Fact-checking System
User study with AI-powered fact-checking system for COVID-19 related topics | Oct 2023
HIGHLIGHTS
RESEARCH GOAL
Misinformation is an important topic in the Information Retrieval (IR) context and has implications for both system-centered and user-centered IR. While it has been established that the performance in discerning misinformation is affected by a person’s cognitive load, the variation in cognitive load in judging the veracity of news is less understood.
Previous research in cognition and discerning misinformation typically displayed one news headline per trial. However, in realistic information search scenarios, people often encounter several pieces of information in one search. Moreover, the headlines shown in the previous experiments were mostly related to political topics. Currently, misinformation not only threatens democracy but also public health regarding the situation of the COVID-19 pandemic. The aim of the study was to:
Understand how users interact with the fact-checking system via two different user interfaces: an interactive interface and a non-interactive interface.
Examine how the cognitive load is impacted when users interact with the fact-checking content, and how it is related to their belief change and misinformation judgment.
EXPERIMENTAL DESIGN
A controlled, within-subjects eye-tracking study was conducted in the Information eXperience usability lab at the University of Texas at Austin (N=40, 22 females). Voluntary participants interacted with two versions (user-interfaces) of a fact-checking system. Participants were pre-screened for native-level English familiarity, 20/20 vision (uncorrected or corrected), and non-expert topic familiarity of the content being shown. A Tobii TX-300 eye-tracker was used to record the participants’ eye movements. Upon completion of the experiment, each participant was compensated with USD 25.
Fact-checking system (interactive interface on the left, non-interactive on the right)
Participants interacted with a mock fact checking system, and examined 24 COVID-19 related claims in the system (12 for each interface). Each claim was shown at the top of the interface. Surrogates of five related news articles were presented below the claim, each with its corresponding news source, source reputation, news headline, and the article’s stance towards the claim. Based on the article’s stance and news source reputation, the system provided a prediction of the claim’s correctness at the bottom. The news headlines were clickable, and upon clicking, opened the news article in a new browser tab. Each claim examination consisted of viewing the claim, the headlines of the news articles, and, optionally, clicking the news articles to read them in detail. To mitigate the effect of background luminance of pupil dilation, the color and luminance of the fact-checking-system interface was kept constant during the experimental session.
FINDINGS
The participants generally spent more time
reading news than using the interface. Overall, in the interactive
interface, participants spent more time using the fact-checking
system (interface dwell time), as well as reading the underlying
news articles (news dwell time).
Total fixation count (left), total fixation duration (right) for different AOIs in two interfaces. (A: stance of article, C: predicted correctness, H: news article headlines, R:source reputation, S: news source, T: claim text).

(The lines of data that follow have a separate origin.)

//! 4x4 glyphs for `'a'..='z'`, row-major, one bit per cell.
//!
//! A few slots use the capital shape where the small one does not fit in
//! four columns (`m`, `t`, `w`).

use crate::{Error, EXTENT};

pub type Glyph = [[u8; EXTENT]; EXTENT];

const BASE: char = 'a';

static FONT: [Glyph; 26] = [
    // a
    [[0, 0, 0, 0], [1, 1, 1, 0], [1, 0, 1, 0], [1, 1, 1, 1]],
    // b
    [[1, 0, 0, 0], [1, 1, 1, 0], [1, 0, 1, 0], [1, 1, 1, 0]],
    // c
    [[0, 0, 0, 0], [1, 1, 1, 0], [1, 0, 0, 0], [1, 1, 1, 0]],
    // d
    [[0, 0, 1, 0], [1, 1, 1, 0], [1, 0, 1, 0], [1, 1, 1, 0]],
    // e
    [[1, 1, 1, 0], [1, 1, 1, 0], [1, 0, 0, 0], [1, 1, 1, 0]],
    // f
    [[1, 1, 1, 0], [1, 0, 0, 0], [1, 1, 0, 0], [1, 0, 0, 0]],
    // g
    [[1, 1, 1, 1], [1, 0, 0, 0], [1, 0, 1, 1], [1, 1, 1, 1]],
    // h
    [[1, 0, 0, 0], [1, 0, 0, 0], [1, 1, 1, 0], [1, 0, 1, 0]],
    // i
    [[0, 1, 0, 0], [0, 0, 0, 0], [0, 1, 0, 0], [0, 1, 0, 0]],
    // j
    [[0, 0, 1, 0], [0, 0, 1, 0], [1, 0, 1, 0], [1, 1, 1, 0]],
    // k
    [[1, 0, 0, 0], [1, 0, 1, 0], [1, 1, 0, 0], [1, 0, 1, 0]],
    // l
    [[0, 1, 0, 0], [0, 1, 0, 0], [0, 1, 0, 0], [0, 1, 1, 0]],
    // M
    [[1, 0, 0, 1], [1, 1, 1, 1], [1, 0, 0, 1], [1, 0, 0, 1]],
    // n
    [[0, 0, 0, 0], [1, 0, 1, 1], [0, 1, 0, 1], [0, 1, 0, 1]],
    // o
    [[0, 0, 0, 0], [1, 1, 1, 0], [1, 0, 1, 0], [1, 1, 1, 0]],
    // p
    [[1, 1, 1, 0], [1, 0, 1, 0], [1, 1, 1, 0], [1, 0, 0, 0]],
    // q
    [[1, 1, 1, 0], [1, 0, 1, 0], [1, 1, 1, 0], [0, 0, 1, 0]],
    // r
    [[1, 1, 1, 0], [1, 0, 1, 0], [1, 1, 1, 0], [1, 0, 0, 1]],
    // s
    [[1, 1, 1, 0], [0, 1, 0, 0], [0, 0, 1, 0], [1, 1, 1, 0]],
    // T
    [[1, 1, 1, 0], [0, 1, 0, 0], [0, 1, 0, 0], [0, 1, 0, 0]],
    // u
    [[0, 0, 0, 0], [1, 0, 1, 0], [1, 0, 1, 0], [1, 1, 1, 0]],
    // v
    [[0, 0, 0, 0], [1, 0, 1, 0], [1, 0, 1, 0], [0, 1, 0, 0]],
    // W
    [[1, 0, 0, 1], [1, 0, 0, 1], [1, 1, 1, 1], [1, 0, 0, 1]],
    // x
    [[0, 0, 0, 0], [1, 0, 1, 0], [1, 1, 1, 0], [1, 0, 1, 0]],
    // y
    [[0, 0, 0, 0], [1, 0, 1, 0], [0, 1, 0, 0], [0, 1, 0, 0]],
    // z
    [[1, 1, 1, 1], [0, 0, 1, 0], [0, 1, 0, 0], [1, 1, 1, 1]],
];

pub fn glyph(c: char) -> Result<&'static Glyph, Error> {
    (c as u32)
        .checked_sub(BASE as u32)
        .and_then(|index| FONT.get(index as usize))
        .ok_or(Error::UnsupportedCharacter(c))
}

/// Every character the font can draw, in table order.
pub fn symbols() -> impl Iterator<Item = char> {
    (0..FONT.len() as u8).map(|index| (BASE as u8 + index) as char)
}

There were more fixations and overall longer eye-dwell time in the interactive interface. The figure illustrates that most fixations and longer fixation durations were on the ‘news article headlines’ area of interest (AOI), followed by the ‘source reputation’, ‘news source’, and ‘stance of article’ AOIs. The ‘predicted correctness’ AOI had fewer fixations and shorter durations, while the ‘claim text’ AOI had the least.

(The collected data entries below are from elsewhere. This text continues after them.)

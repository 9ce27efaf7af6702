use core::fmt;

#[derive(Debug, Clone, Copy, PartialEq, Eq)]
pub enum Error {
    /// A coordinate fell outside `[0, EXTENT)` on at least one axis.
    InvalidCoordinate { x: usize, y: usize, z: usize },
    /// The font has no glyph for this character.
    UnsupportedCharacter(char),
}

impl fmt::Display for Error {
    fn fmt(&self, f: &mut fmt::Formatter<'_>) -> fmt::Result {
        match self {
            Error::InvalidCoordinate { x, y, z } => {
                write!(f, "voxel ({}, {}, {}) is outside the cube", x, y, z)
            }
            Error::UnsupportedCharacter(c) => write!(f, "no glyph for {:?}", c),
        }
    }
}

Figure(a) Distribution of RPD of the news headline AOIs as
a function of headline stance (-1: headline denies the claim; 1:
headline supports the claim) and claim correctness (TRUE or
FALSE claim). (b) Distribution of RPD of the news headline
AOIs as a function of the evidence correctness (correct or
incorrect) and claim correctness (TRUE or FALSE claim).
Higher mental workload was on the news headline AOIs that denied the claims. Higher mental workload when checking TRUE claims compared to FALSE claims. Mental workload was higher when participants were checking the incorrect evidence for TRUE claims, and when checking the correct evidence for FALSE claims.
Figure(a) Distribution of RPD of the news headline AOIs
as a function of the evidence correctness (correct or incor-
rect) and the belief change in both claims (stay/to-right in
TRUE/FALSE claims). (b) Distribution of RPD of the news
headline AOIs as a function of belief-headline-consistency
(consistent or inconsistent) and the belief change in both
claims (stay/to-right in TRUE/FALSE claims).
Mental workload when reading correct evidence had small differences between belief change and claim correctness combination groups, while mental workload when reading incorrect evidence had larger differences between belief change and claim correctness combination groups. when reading the incorrect evidence, the mental workload differed more between change trend groups. Additionally, the differences between the headline-belief consistent group and inconsistent group. Mental workload in headline-belief consistent group were larger than headline-belief inconsistent group when participants maintained their correct beliefs (stay-right) in FALSE claims. Mental workload in headline-belief inconsistent group were larger than headline-belief consistent group when participants changed to the correct belief (to-right) in both TRUE and FALSE claims, and when participants maintained their correct beliefs (stay-right) in TRUE claims.